### EXERCISE DIRECTIONS
Select from the records below every line that has the word "third" in it.

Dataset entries
-.-.-
//! Hash-chain conformance tests.

use mrv_core::SubjectKey;

use super::{check, fixture_pair, TestResult};
use crate::{SnapshotStore, StorageError};

pub(super) fn run_chain_tests<S, F>(factory: &F) -> Vec<TestResult>
where
    S: SnapshotStore,
    F: Fn() -> S,
{
    let tests: [(&str, fn(&S) -> Result<(), String>); 6] = [
        ("save_links_previous_of_same_subject", save_links_previous_of_same_subject::<S>),
        ("subjects_have_independent_chains", subjects_have_independent_chains::<S>),
        ("replace_head_draft_keeps_chain_intact", replace_head_draft_keeps_chain_intact::<S>),
        ("replace_superseded_is_rejected", replace_superseded_is_rejected::<S>),
        ("delete_head_draft_then_save_relinks", delete_head_draft_then_save_relinks::<S>),
        ("delete_superseded_is_rejected", delete_superseded_is_rejected::<S>),
    ];
    tests
        .iter()
        .map(|(name, test)| TestResult::from_result("chain", name, test(&factory())))
        .collect()
}

fn save_links_previous_of_same_subject<S: SnapshotStore>(store: &S) -> Result<(), String> {
    let (i1, r1) = fixture_pair("P1", "F1", 1);
    let (i2, r2) = fixture_pair("P1", "F1", 2);
    let first = store.save(i1, r1).map_err(|e| e.to_string())?;
    let second = store.save(i2, r2).map_err(|e| e.to_string())?;
    check(
        second.previous_snapshot_hash() == Some(first.snapshot_hash()),
        "second snapshot does not link to the first",
    )?;
    let report = store
        .verify_chain(&SubjectKey::new("P1", "F1"))
        .map_err(|e| e.to_string())?;
    check(report.length == 2, format!("chain length {}", report.length))?;
    check(report.is_intact(), format!("chain broken: {:?}", report.broken))?;
    check(
        report.head.as_deref() == Some(second.snapshot_hash()),
        "chain head is not the newest snapshot",
    )
}

fn subjects_have_independent_chains<S: SnapshotStore>(store: &S) -> Result<(), String> {
    let (i1, r1) = fixture_pair("P1", "F1", 1);
    let (i2, r2) = fixture_pair("P1", "F2", 2);
    store.save(i1, r1).map_err(|e| e.to_string())?;
    let other = store.save(i2, r2).map_err(|e| e.to_string())?;
    check(
        other.previous_snapshot_hash().is_none(),
        "a different facility must start its own chain",
    )?;
    let listed = store
        .list(Some(&SubjectKey::new("P1", "F2")))
        .map_err(|e| e.to_string())?;
    check(listed.len() == 1, format!("expected 1 snapshot, got {}", listed.len()))
}

fn replace_head_draft_keeps_chain_intact<S: SnapshotStore>(store: &S) -> Result<(), String> {
    let (i1, r1) = fixture_pair("P1", "F1", 1);
    let (i2, r2) = fixture_pair("P1", "F1", 2);
    store.save(i1, r1).map_err(|e| e.to_string())?;
    let head = store.save(i2, r2).map_err(|e| e.to_string())?;

    let (i3, r3) = fixture_pair("P1", "F1", 3);
    let replaced = store
        .replace_bundles(head.id(), i3, r3)
        .map_err(|e| e.to_string())?;
    check(
        replaced.result_hash() != head.result_hash(),
        "replacement did not change the result hash",
    )?;
    let report = store
        .verify_chain(&SubjectKey::new("P1", "F1"))
        .map_err(|e| e.to_string())?;
    check(report.is_intact(), format!("chain broken: {:?}", report.broken))
}

fn replace_superseded_is_rejected<S: SnapshotStore>(store: &S) -> Result<(), String> {
    let (i1, r1) = fixture_pair("P1", "F1", 1);
    let (i2, r2) = fixture_pair("P1", "F1", 2);
    let first = store.save(i1, r1).map_err(|e| e.to_string())?;
    let second = store.save(i2, r2).map_err(|e| e.to_string())?;

    let (i3, r3) = fixture_pair("P1", "F1", 3);
    match store.replace_bundles(first.id(), i3, r3) {
        Err(StorageError::Superseded { id, successor })
            if id == first.id() && successor == second.id() =>
        {
            Ok(())
        }
        other => Err(format!("expected Superseded, got {:?}", other.map(|s| s.id()))),
    }
}

fn delete_head_draft_then_save_relinks<S: SnapshotStore>(store: &S) -> Result<(), String> {
    let (i1, r1) = fixture_pair("P1", "F1", 1);
    let (i2, r2) = fixture_pair("P1", "F1", 2);
    let first = store.save(i1, r1).map_err(|e| e.to_string())?;
    let second = store.save(i2, r2).map_err(|e| e.to_string())?;
    store.delete(second.id()).map_err(|e| e.to_string())?;

    match store.get(second.id()) {
        Err(StorageError::SnapshotNotFound { .. }) => {}
        other => return Err(format!("deleted snapshot still readable: {:?}", other.map(|s| s.id()))),
    }

    let (i3, r3) = fixture_pair("P1", "F1", 3);
    let third = store.save(i3, r3).map_err(|e| e.to_string())?;
    check(
        third.previous_snapshot_hash() == Some(first.snapshot_hash()),
        "new snapshot must link to the surviving head",
    )?;
    let report = store
        .verify_chain(&SubjectKey::new("P1", "F1"))
        .map_err(|e| e.to_string())?;
    check(report.is_intact(), format!("chain broken: {:?}", report.broken))
}

fn delete_superseded_is_rejected<S: SnapshotStore>(store: &S) -> Result<(), String> {
    let (i1, r1) = fixture_pair("P1", "F1", 1);
    let (i2, r2) = fixture_pair("P1", "F1", 2);
    let first = store.save(i1, r1).map_err(|e| e.to_string())?;
    store.save(i2, r2).map_err(|e| e.to_string())?;
    match store.delete(first.id()) {
        Err(StorageError::Superseded { .. }) => Ok(()),
        other => Err(format!("expected Superseded, got {:?}", other)),
    }
}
-.-.-
### ANSWER AREA
    let third = store.save(i3, r3).map_err(|e| e.to_string())?;
        third.previous_snapshot_hash() == Some(first.snapshot_hash()),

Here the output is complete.